Directions for this task: Below are the records; copy each line in which "Easy" can be found.

[Collected data]
┄┄┄┄┄┄┄┄┄┄

//! The persisted board record: JSON encoding and strict decoding.
//!
//! A generated [`Board`] is exchanged as a JSON object with exactly four
//! fields: `id` (the decimal seed string), `type` (1 = full, 2 = game),
//! `difficulty` (0-3), and `board` (9 rows of 9 single-character strings,
//! digits or spaces). Decoding validates the record in stages — shape, key
//! presence, field types, value domains — and each stage reports every
//! violation it finds at once, so a loader can show the whole problem and
//! decide to skip or delete the record.
//!
//! # Examples
//!
//! ```
//! use sudowave_generator::Board;
//! use sudowave_store::{deserialize, serialize};
//!
//! let mut board = Board::new();
//! board.generate(3)?;
//!
//! let data = serialize(&board)?;
//! assert_eq!(deserialize(&data)?, board);
//! # Ok::<(), Box<dyn std::error::Error>>(())
//! ```

mod error;
mod validate;

use serde::Serialize;
use sudowave_generator::Board;

pub use self::error::{StoreError, ValidationReport};

/// The on-wire shape; field order here is the order in the JSON output.
#[derive(Serialize)]
struct Record {
    id: String,
    #[serde(rename = "type")]
    kind: u8,
    difficulty: u8,
    board: [[String; 9]; 9],
}

/// Encodes a generated board as a compact JSON record.
///
/// # Errors
///
/// Returns [`StoreError::Ungenerated`] if the board has not been generated;
/// an ungenerated board has no identity or grid worth persisting.
pub fn serialize(board: &Board) -> Result<String, StoreError> {
    if !board.is_generated() {
        return Err(StoreError::Ungenerated);
    }
    let record = Record {
        id: board.id().to_owned(),
        kind: board.kind().code(),
        difficulty: board.difficulty().code(),
        board: board.grid().to_char_rows().map(|row| row.map(String::from)),
    };
    Ok(serde_json::to_string(&record)?)
}

/// Decodes a board from its JSON record, validating it strictly.
///
/// # Errors
///
/// Returns [`StoreError::Json`] if `data` is not valid JSON, and
/// [`StoreError::Validation`] with an itemized [`ValidationReport`] if the
/// decoded record breaks the schema (including records persisted before
/// generation, which are rejected as ungenerated).
pub fn deserialize(data: &str) -> Result<Board, StoreError> {
    let value: serde_json::Value = serde_json::from_str(data)?;
    let record = validate::validate(&value)?;
    Ok(Board::restore(
        record.id,
        record.kind,
        record.difficulty,
        record.grid,
    ))
}

#[cfg(test)]
mod tests {
    use sudowave_generator::{BoardKind, Difficulty, SeedStream};

    use super::*;

    /// The seed-0 record, fixed at implementation time from the reference
    /// run.
    const SEED_0_RECORD: &str = r#"{"id":"0","type":1,"difficulty":0,"board":[["5","1","8","9","4","3","2","7","6"],["6","7","4","2","1","5","3","8","9"],["2","3","9","8","6","7","4","1","5"],["9","8","5","6","7","2","1","4","3"],["7","6","1","3","9","4","5","2","8"],["4","2","3","5","8","1","9","6","7"],["1","9","2","7","5","8","6","3","4"],["8","4","6","1","3","9","7","5","2"],["3","5","7","4","2","6","8","9","1"]]}"#;

    fn generated(seed: u64) -> Board {
        let mut board = Board::new();
        board.generate(seed).unwrap();
        board
    }

    #[test]
    fn test_serialize_seed_0_golden() {
        assert_eq!(serialize(&generated(0)).unwrap(), SEED_0_RECORD);
    }

    #[test]
    fn test_serialize_ungenerated_is_rejected() {
        let error = serialize(&Board::new()).unwrap_err();
        assert!(matches!(error, StoreError::Ungenerated));
    }

    #[test]
    fn test_round_trip_full_board() {
        let board = generated(0);
        let restored = deserialize(&serialize(&board).unwrap()).unwrap();
        assert_eq!(restored, board);
        assert_eq!(restored.kind(), BoardKind::Full);
        assert_eq!(restored.difficulty(), Difficulty::None);
        assert!(restored.is_generated());
    }

    #[test]
    fn test_round_trip_game_board() {
        let mut board = generated(42);
        board
            .gameify(Difficulty::Medium, &mut SeedStream::new(7))
            .unwrap();
        let restored = deserialize(&serialize(&board).unwrap()).unwrap();
        assert_eq!(restored, board);
        assert_eq!(restored.kind(), BoardKind::Game);
        assert_eq!(restored.difficulty(), Difficulty::Medium);
        assert_eq!(restored.grid().filled_count(), 44);
    }

    #[test]
    fn test_deserialize_golden_record() {
        assert_eq!(deserialize(SEED_0_RECORD).unwrap(), generated(0));
    }

    #[test]
    fn test_deserialize_unreadable_json() {
        let error = deserialize("not json at all").unwrap_err();
        assert!(matches!(error, StoreError::Json(_)));
    }

    #[test]
    fn test_deserialize_names_the_violation() {
        let data = SEED_0_RECORD.replace(r#""type":1"#, r#""type":0"#);
        let error = deserialize(&data).unwrap_err();
        let StoreError::Validation(report) = error else {
            panic!("expected a validation error, got {error}");
        };
        assert_eq!(
            report.violations(),
            ["the record holds an ungenerated board (type 0)"]
        );
    }

    #[test]
    fn test_deserialize_rejects_corrupt_grid_character() {
        let data = SEED_0_RECORD.replacen(r#""5""#, r#""?""#, 1);
        let error = deserialize(&data).unwrap_err();
        let StoreError::Validation(report) = error else {
            panic!("expected a validation error, got {error}");
        };
        assert_eq!(
            report.violations(),
            ["`board`[0][0] must be a digit `1`-`9` or a space, got `?`"]
        );
    }

    #[test]
    fn test_deserialized_game_cannot_be_regenerated() {
        let mut board = generated(3);
        board
            .gameify(Difficulty::Easy, &mut SeedStream::new(3))
            .unwrap();
        let mut restored = deserialize(&serialize(&board).unwrap()).unwrap();

        assert!(restored.generate(3).is_err());
        assert!(
            restored
                .gameify(Difficulty::Easy, &mut SeedStream::new(3))
                .is_err()
        );
    }
}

┄┄┄┄┄┄┄┄┄┄

Solution for this problem:
            .gameify(Difficulty::Easy, &mut SeedStream::new(3))
                .gameify(Difficulty::Easy, &mut SeedStream::new(3))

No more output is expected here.